*Your task*. Go through the entries below line by line and tally those holding "await"; write only the tally.

(Data extracted from a collection)
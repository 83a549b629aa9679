//! catadmin - terminal admin console for a catalog REST backend
//!
//! The library holds everything below the terminal UI: the API client, the
//! resource schemas, list/form/selection state, bulk operations, and the
//! confirmation gate. The `catadmin` binary renders it with ratatui.

pub mod api;
pub mod bulk;
pub mod config;
pub mod confirm;
pub mod form;
pub mod manager;
pub mod resource;
pub mod store;

pub use api::{ApiConfig, ApiError, ResourceClient};
pub use manager::{ConfirmOutcome, ResourceManager};
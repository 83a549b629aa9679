//! Property-based tests using proptest
//!
//! These tests verify pagination, search filtering, relation normalization,
//! and the form input conversions using randomized inputs.

use catadmin::form::{date_to_input_string, input_string_to_date, split_list};
use catadmin::resource::{get_resource, normalize, Record};
use catadmin::store::{paginate, total_pages, ResourceListStore};
use chrono::NaiveDate;
use proptest::prelude::*;
use serde_json::json;

/// Generate a record the way the backend returns a bootcamp
fn arb_record() -> impl Strategy<Value = Record> {
    (
        "[a-f0-9]{24}",                // _id
        "[A-Za-z][A-Za-z0-9 ]{0,30}",  // name
        "[A-Za-z0-9 .,]{0,60}",        // description
        prop_oneof!["c1", "c2", "c3"], // category
        any::<bool>(),                 // expanded category
    )
        .prop_map(|(id, name, description, category, expanded)| {
            let category = if expanded {
                json!({"_id": category, "name": format!("Category {}", category)})
            } else {
                json!(category)
            };
            Record::new(json!({
                "_id": id,
                "name": name,
                "description": description,
                "category": category
            }))
        })
}

/// Generate a list of records
fn arb_record_list() -> impl Strategy<Value = Vec<Record>> {
    prop::collection::vec(arb_record(), 0..80)
}

fn store(items: Vec<Record>, page_size: usize) -> ResourceListStore {
    let mut store = ResourceListStore::new(get_resource("bootcamps").unwrap()).with_page_size(page_size);
    store.replace_items(items);
    store
}

proptest! {
    /// Walking every page yields every item exactly once, in order
    #[test]
    fn pages_partition_the_list(len in 0usize..200, page_size in 1usize..30) {
        let items: Vec<usize> = (0..len).collect();
        let pages = total_pages(len, page_size);

        prop_assert!(pages >= 1);
        let mut seen = Vec::new();
        for page in 1..=pages {
            let slice = paginate(&items, page, page_size);
            prop_assert!(slice.len() <= page_size);
            if page < pages {
                prop_assert_eq!(slice.len(), page_size);
            }
            seen.extend_from_slice(slice);
        }
        prop_assert_eq!(seen, items);
    }

    /// Out-of-range pages are empty rather than panicking
    #[test]
    fn pages_past_the_end_are_empty(len in 0usize..50, page_size in 1usize..10, extra in 1usize..100) {
        let items: Vec<usize> = (0..len).collect();
        let past = total_pages(len, page_size) + extra;
        prop_assert!(paginate(&items, past, page_size).is_empty());
    }

    /// The store never reports a page outside [1, total_pages]
    #[test]
    fn store_page_is_always_in_range(items in arb_record_list(), page_size in 1usize..20, page in 0usize..50) {
        let mut store = store(items, page_size);
        store.set_page(page);
        prop_assert!(store.page() >= 1);
        prop_assert!(store.page() <= store.total_pages());
        prop_assert!(store.page_items().len() <= page_size);
    }

    /// Search ignores case
    #[test]
    fn search_is_case_insensitive(items in arb_record_list(), term in "[A-Za-z]{1,4}") {
        let mut lower = store(items.clone(), 10);
        lower.set_search(&term.to_lowercase());
        let mut upper = store(items, 10);
        upper.set_search(&term.to_uppercase());

        prop_assert_eq!(lower.filtered_count(), upper.filtered_count());
    }

    /// Filtering never invents records, and an empty term keeps them all
    #[test]
    fn filtering_is_a_subset(items in arb_record_list(), term in "[a-z ]{0,3}") {
        let total = items.len();
        let mut store = store(items, 10);
        prop_assert_eq!(store.filtered_count(), total);

        store.set_search(&term);
        prop_assert!(store.filtered_count() <= total);
        prop_assert_eq!(store.page(), 1);
    }

    /// Bare and expanded category references filter the same way
    #[test]
    fn category_filter_matches_both_shapes(items in arb_record_list(), category in prop_oneof!["c1", "c2", "c3"]) {
        let expected = items
            .iter()
            .filter(|r| normalize(&r.value()["category"]).as_deref() == Some(category.as_str()))
            .count();

        let mut store = store(items, 10);
        store.set_category_filter(catadmin::store::CategoryFilter::Id(category.to_string()));
        prop_assert_eq!(store.filtered_count(), expected);
    }

    /// normalize(bare id) == normalize(expanded id)
    #[test]
    fn normalize_ignores_shape(id in "[a-f0-9]{1,24}", label in "[A-Za-z ]{0,20}") {
        let bare = normalize(&json!(id));
        let expanded = normalize(&json!({"_id": id, "name": label}));
        prop_assert_eq!(bare.as_deref(), Some(id.as_str()));
        prop_assert_eq!(bare, expanded);
    }

    /// Every valid calendar date survives the input string round trip
    #[test]
    fn date_input_round_trip(year in 1900i32..2200, month in 1u32..=12, day in 1u32..=28) {
        let date = NaiveDate::from_ymd_opt(year, month, day).unwrap();
        let input = date_to_input_string(date);
        prop_assert_eq!(input.len(), 10);
        prop_assert_eq!(input_string_to_date(&input), Some(date));
    }

    /// Input that is not YYYY-MM-DD is rejected, never panics
    #[test]
    fn date_parser_handles_garbage(input in "\\PC{0,16}") {
        if let Some(date) = input_string_to_date(&input) {
            prop_assert_eq!(date_to_input_string(date), input.trim());
        }
    }

    /// Split items are trimmed and non-empty; joining and splitting again is stable
    #[test]
    fn split_list_is_trimmed(raw in "[a-z ,\\n]{0,40}") {
        let items = split_list(&raw);
        for item in &items {
            prop_assert!(!item.is_empty());
            prop_assert_eq!(item.trim(), item.as_str());
            prop_assert!(!item.contains(','));
        }
        prop_assert_eq!(split_list(&items.join(", ")), items);
    }
}

/// Scenario-style checks with fixed inputs
mod fixed_cases {
    use super::*;

    #[test]
    fn test_boot_matches_both_bootcamps() {
        let items = ["Bootcamp A", "Other", "BOOTCAMP B"]
            .iter()
            .enumerate()
            .map(|(i, name)| Record::new(json!({"_id": i.to_string(), "name": name})))
            .collect();
        let mut store = store(items, 10);
        store.set_search("boot");

        let names: Vec<String> = store
            .filtered()
            .iter()
            .map(|r| r.name(store.schema()).to_string())
            .collect();
        assert_eq!(names, vec!["Bootcamp A", "BOOTCAMP B"]);
    }

    #[test]
    fn test_twenty_five_items_clamp_to_page_three() {
        let items = (0..25)
            .map(|i| Record::new(json!({"_id": i.to_string(), "name": format!("Item {}", i)})))
            .collect();
        let mut store = store(items, 10);
        assert_eq!(store.total_pages(), 3);

        store.set_page(5);
        assert_eq!(store.page(), 3);
        assert_eq!(store.page_items().len(), 5);
    }
}
//! Catalog API interaction module
//!
//! Everything that talks to the REST backend lives here: the typed client,
//! the HTTP layer with envelope unwrapping, request bodies, and the error
//! taxonomy.
//!
//! # Module Structure
//!
//! - [`client`] - `ResourceClient` and its injected `ApiConfig`
//! - [`http`] - reqwest wrapper, header handling, `{message, data}` unwrapping
//! - [`payload`] - JSON and multipart request bodies, file attachments
//! - [`error`] - `ApiError` and display formatting
//!
//! # Example
//!
//! ```ignore
//! use catadmin::api::{ApiConfig, ResourceClient};
//!
//! async fn example() -> Result<(), catadmin::api::ApiError> {
//!     let config = ApiConfig::new("http://localhost:3000/api", Some("token".into()))?;
//!     let client = ResourceClient::new(config)?;
//!     let bootcamps = client.list("bootcamps", &[]).await?;
//!     Ok(())
//! }
//! ```

pub mod client;
pub mod error;
pub mod http;
pub mod payload;

pub use client::{ApiConfig, ResourceClient};
pub use error::{format_api_error, ApiError};
pub use payload::{Attachment, FormPart, MultipartBody, Payload};
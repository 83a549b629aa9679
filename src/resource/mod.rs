//! Resource abstraction layer
//!
//! This module provides a data-driven approach to the catalog's resources.
//! Resource schemas are loaded from JSON files at compile time, so the three
//! catalog types (bootcamps, categories, services) share one implementation.
//!
//! # Architecture
//!
//! - [`registry`] - Loads and caches resource schemas from embedded JSON
//! - [`record`] - JSON-backed records read through a schema
//! - [`reference`] - Relation references (bare id or expanded object)
//! - [`fetcher`] - Fetches records and relation options from the API
//!
//! # Example
//!
//! ```ignore
//! use catadmin::resource::{fetch_records, get_resource};
//!
//! async fn list_bootcamps(client: &ResourceClient) -> Result<Vec<Record>, ApiError> {
//!     let schema = get_resource("bootcamps").unwrap();
//!     fetch_records(client, schema).await
//! }
//! ```

pub mod fetcher;
pub mod record;
pub mod reference;
mod registry;

pub use fetcher::{extract_json_value, fetch_record, fetch_records, fetch_relation_options};
pub use record::Record;
pub use reference::{normalize, Ref, RelationOption};
pub use registry::*;
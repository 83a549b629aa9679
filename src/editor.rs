//! Form Editor
//!
//! Keyboard editing of a resource form: one row per schema field, plus an
//! upload row when the resource accepts files. Text rows are edited through
//! an input buffer committed when the cursor leaves the row. Relation rows
//! are never typed into; they are chosen from loaded options.

use catadmin::api::Attachment;
use catadmin::form::{split_list, FieldIssue, FieldValue, ResourceFormState, SubmitError, ValidationError};
use catadmin::resource::{FieldDef, FieldKind, RelationOption};
use std::path::Path;

/// Pseudo field name used for upload issues
pub const FILES_ROW: &str = "files";

#[derive(Debug, Clone, Copy)]
pub enum EditorRow {
    Field(&'static FieldDef),
    Files,
}

pub struct FormEditor {
    pub form: ResourceFormState,
    pub row: usize,
    pub input: String,
    pub issues: ValidationError,
    pub error: Option<String>,
    file_input: String,
}

impl FormEditor {
    pub fn new(form: ResourceFormState) -> Self {
        let mut editor = Self {
            form,
            row: 0,
            input: String::new(),
            issues: ValidationError::default(),
            error: None,
            file_input: String::new(),
        };
        editor.load_input();
        editor
    }

    pub fn title(&self) -> String {
        let schema = self.form.schema();
        if self.form.is_editing() {
            format!(" Edit {} ", schema.item_name)
        } else {
            format!(" New {} ", schema.item_name)
        }
    }

    pub fn rows(&self) -> Vec<EditorRow> {
        let schema = self.form.schema();
        let mut rows: Vec<EditorRow> = schema.fields.iter().map(EditorRow::Field).collect();
        if schema.file_field.is_some() {
            rows.push(EditorRow::Files);
        }
        rows
    }

    pub fn current_row(&self) -> Option<EditorRow> {
        self.rows().get(self.row).copied()
    }

    /// Text shown for a row that does not have the cursor
    pub fn display_value(&self, row: EditorRow) -> String {
        match row {
            EditorRow::Field(def) => self.form.input_text(&def.name),
            EditorRow::Files => self.file_input.clone(),
        }
    }

    pub fn issue_for(&self, row: EditorRow) -> Option<&FieldIssue> {
        match row {
            EditorRow::Field(def) => self.issues.for_field(&def.name),
            EditorRow::Files => self.issues.for_field(FILES_ROW),
        }
    }

    fn load_input(&mut self) {
        self.input = match self.current_row() {
            Some(row) => self.display_value(row),
            None => String::new(),
        };
    }

    fn clear_issue(&mut self, field: &str) {
        self.issues.issues.retain(|i| i.field != field);
    }

    fn record_issue(&mut self, issue: FieldIssue) {
        self.clear_issue(&issue.field);
        self.issues.push(issue);
    }

    /// Write the input buffer back into the draft; false when it was rejected
    pub fn commit(&mut self) -> bool {
        match self.current_row() {
            Some(EditorRow::Field(def)) => {
                if is_picked(def.kind) {
                    return true;
                }
                match self.form.set_field_raw(&def.name, &self.input) {
                    Ok(()) => {
                        self.clear_issue(&def.name);
                        true
                    }
                    Err(issue) => {
                        self.record_issue(issue);
                        false
                    }
                }
            }
            Some(EditorRow::Files) => {
                self.file_input = self.input.clone();
                match read_attachments(&self.input) {
                    Ok(files) => match self.form.set_files(files) {
                        Ok(()) => {
                            self.clear_issue(FILES_ROW);
                            true
                        }
                        Err(issue) => {
                            self.record_issue(issue);
                            false
                        }
                    },
                    Err(issue) => {
                        self.record_issue(issue);
                        false
                    }
                }
            }
            None => true,
        }
    }

    pub fn next_row(&mut self) {
        self.commit();
        let count = self.rows().len();
        if count > 0 {
            self.row = (self.row + 1) % count;
        }
        self.load_input();
    }

    pub fn prev_row(&mut self) {
        self.commit();
        let count = self.rows().len();
        if count > 0 {
            self.row = (self.row + count - 1) % count;
        }
        self.load_input();
    }

    pub fn push_char(&mut self, c: char) {
        match self.current_row() {
            Some(EditorRow::Field(def)) if def.kind == FieldKind::Bool => {
                if c == ' ' {
                    self.toggle_bool();
                }
            }
            Some(EditorRow::Field(def)) if def.kind.is_relation() => {}
            Some(_) => self.input.push(c),
            None => {}
        }
    }

    pub fn backspace(&mut self) {
        if let Some(EditorRow::Field(def)) = self.current_row() {
            if is_picked(def.kind) {
                return;
            }
        }
        self.input.pop();
    }

    /// Multi-line rows take Enter as a newline
    pub fn newline(&mut self) {
        if let Some(EditorRow::Field(def)) = self.current_row() {
            if matches!(def.kind, FieldKind::RichText | FieldKind::StringList) {
                self.input.push('\n');
                return;
            }
        }
        self.next_row();
    }

    pub fn toggle_bool(&mut self) {
        if let Some(EditorRow::Field(def)) = self.current_row() {
            if let Some(FieldValue::Bool(b)) = self.form.value(&def.name) {
                let flipped = !*b;
                if self.form.set_field(&def.name, FieldValue::Bool(flipped)).is_ok() {
                    self.load_input();
                }
            }
        }
    }

    /// Step a relation row through its options; the first step from an
    /// empty value picks the first option
    pub fn cycle_relation(&mut self, options: &[RelationOption], forward: bool) {
        let Some(EditorRow::Field(def)) = self.current_row() else {
            return;
        };
        if def.kind != FieldKind::Relation || options.is_empty() {
            return;
        }

        let current = match self.form.value(&def.name) {
            Some(FieldValue::Ref(Some(id))) => options.iter().position(|o| &o.id == id),
            _ => None,
        };
        let next = match (current, forward) {
            (None, true) => 0,
            (None, false) => options.len() - 1,
            (Some(i), true) => (i + 1) % options.len(),
            (Some(i), false) => (i + options.len() - 1) % options.len(),
        };

        let value = FieldValue::Ref(Some(options[next].id.clone()));
        if self.form.set_field(&def.name, value).is_ok() {
            self.clear_issue(&def.name);
            self.load_input();
        }
    }

    /// Ids held by the relation list row under the cursor
    pub fn relation_ids(&self) -> Vec<String> {
        match self.current_row() {
            Some(EditorRow::Field(def)) => match self.form.value(&def.name) {
                Some(FieldValue::Refs(ids)) => ids.clone(),
                _ => Vec::new(),
            },
            _ => Vec::new(),
        }
    }

    /// Add `id` to the relation list row under the cursor, or remove it when
    /// already present; false when the row is not a relation list
    pub fn toggle_relation(&mut self, id: &str) -> bool {
        let Some(EditorRow::Field(def)) = self.current_row() else {
            return false;
        };
        if def.kind != FieldKind::RelationList {
            return false;
        }

        let mut ids = self.relation_ids();
        match ids.iter().position(|existing| existing == id) {
            Some(index) => {
                ids.remove(index);
            }
            None => ids.push(id.to_string()),
        }

        if self.form.set_field(&def.name, FieldValue::Refs(ids)).is_err() {
            return false;
        }
        self.clear_issue(&def.name);
        self.load_input();
        true
    }

    /// Show the outcome of a failed submit
    pub fn set_submit_error(&mut self, err: SubmitError) {
        self.error = Some(err.display_message());
        if let SubmitError::Validation(issues) = err {
            self.issues = issues;
        }
    }
}

/// Rows whose value comes from a toggle or a picker rather than typing
fn is_picked(kind: FieldKind) -> bool {
    matches!(kind, FieldKind::Bool) || kind.is_relation()
}

/// Read every path of a comma/newline separated list
fn read_attachments(raw: &str) -> Result<Vec<Attachment>, FieldIssue> {
    split_list(raw)
        .iter()
        .map(|path| {
            Attachment::from_path(Path::new(path))
                .map_err(|e| FieldIssue::new(FILES_ROW, format!("{}: {}", path, e)))
        })
        .collect()
}

#[cfg(test)]
mod tests {
    use super::*;
    use catadmin::resource::get_resource;
    use std::io::Write;

    fn editor(key: &str) -> FormEditor {
        FormEditor::new(ResourceFormState::new(get_resource(key).unwrap()))
    }

    fn go_to(editor: &mut FormEditor, field: &str) {
        for _ in 0..editor.rows().len() {
            if let Some(EditorRow::Field(def)) = editor.current_row() {
                if def.name == field {
                    return;
                }
            }
            editor.next_row();
        }
        panic!("no row for {}", field);
    }

    #[test]
    fn test_rows_include_uploads() {
        let e = editor("categories");
        assert_eq!(e.rows().len(), 3);
        assert!(matches!(e.rows()[2], EditorRow::Files));
        assert_eq!(e.title(), " New category ");
    }

    #[test]
    fn test_text_is_committed_on_row_change() {
        let mut e = editor("bootcamps");
        for c in "Rust 101".chars() {
            e.push_char(c);
        }
        e.next_row();
        assert_eq!(e.form.input_text("name"), "Rust 101");
    }

    #[test]
    fn test_bad_date_is_reported_on_the_row() {
        let mut e = editor("bootcamps");
        go_to(&mut e, "startDate");
        for c in "2024-13-01".chars() {
            e.push_char(c);
        }
        e.next_row();
        assert!(e.issues.for_field("startDate").is_some());

        go_to(&mut e, "startDate");
        e.input = "2024-01-15".into();
        e.next_row();
        assert!(e.issues.for_field("startDate").is_none());
    }

    #[test]
    fn test_list_rows_take_newlines() {
        let mut e = editor("bootcamps");
        go_to(&mut e, "types");
        e.input = "online".into();
        e.newline();
        e.input.push_str("onsite");
        e.next_row();
        assert_eq!(
            e.form.value("types"),
            Some(&FieldValue::List(vec!["online".into(), "onsite".into()]))
        );
    }

    #[test]
    fn test_bool_toggles_with_space() {
        let mut e = editor("bootcamps");
        go_to(&mut e, "isPublished");
        assert_eq!(e.form.value("isPublished"), Some(&FieldValue::Bool(true)));
        e.push_char(' ');
        assert_eq!(e.form.value("isPublished"), Some(&FieldValue::Bool(false)));
    }

    #[test]
    fn test_cycle_relation() {
        let mut e = editor("bootcamps");
        go_to(&mut e, "category");
        let options = vec![
            RelationOption {
                id: "c1".into(),
                label: "Web".into(),
            },
            RelationOption {
                id: "c2".into(),
                label: "Data".into(),
            },
        ];
        e.cycle_relation(&options, true);
        assert_eq!(e.form.value("category"), Some(&FieldValue::Ref(Some("c1".into()))));
        e.cycle_relation(&options, true);
        assert_eq!(e.input, "c2");
        e.cycle_relation(&options, true);
        assert_eq!(e.input, "c1");
        e.cycle_relation(&options, false);
        assert_eq!(e.input, "c2");
    }

    #[test]
    fn test_toggle_relation_list() {
        let mut e = editor("services");
        go_to(&mut e, "products");
        e.push_char('x');
        assert!(e.input.is_empty());

        assert!(e.toggle_relation("p1"));
        assert!(e.toggle_relation("p2"));
        assert_eq!(e.relation_ids(), vec!["p1", "p2"]);
        assert!(e.toggle_relation("p1"));
        assert_eq!(
            e.form.value("products"),
            Some(&FieldValue::Refs(vec!["p2".into()]))
        );

        // Leaving the row keeps the picked ids
        e.next_row();
        assert_eq!(
            e.form.value("products"),
            Some(&FieldValue::Refs(vec!["p2".into()]))
        );
    }

    #[test]
    fn test_toggle_relation_ignores_other_rows() {
        let mut e = editor("services");
        go_to(&mut e, "category");
        assert!(!e.toggle_relation("c1"));
        assert!(e.relation_ids().is_empty());
    }

    #[test]
    fn test_upload_row_reads_files() {
        let dir = tempfile::tempdir().unwrap();
        let path = dir.path().join("cover.png");
        std::fs::File::create(&path)
            .unwrap()
            .write_all(b"png")
            .unwrap();

        let mut e = editor("categories");
        e.next_row();
        e.next_row();
        assert!(matches!(e.current_row(), Some(EditorRow::Files)));

        e.input = path.display().to_string();
        assert!(e.commit());
        assert_eq!(e.form.files().len(), 1);
        assert_eq!(e.form.files()[0].mime_type, "image/png");

        e.input = dir.path().join("missing.png").display().to_string();
        assert!(!e.commit());
        assert!(e.issues.for_field(FILES_ROW).is_some());
    }

    #[test]
    fn test_validation_issues_replace_row_issues() {
        let mut e = editor("categories");
        let err = e.form.validate().unwrap_err();
        e.set_submit_error(SubmitError::Validation(err));
        assert_eq!(e.error.as_deref(), Some("name: is required"));
        assert!(e.issues.for_field("name").is_some());
    }
}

*Worked solution*. 2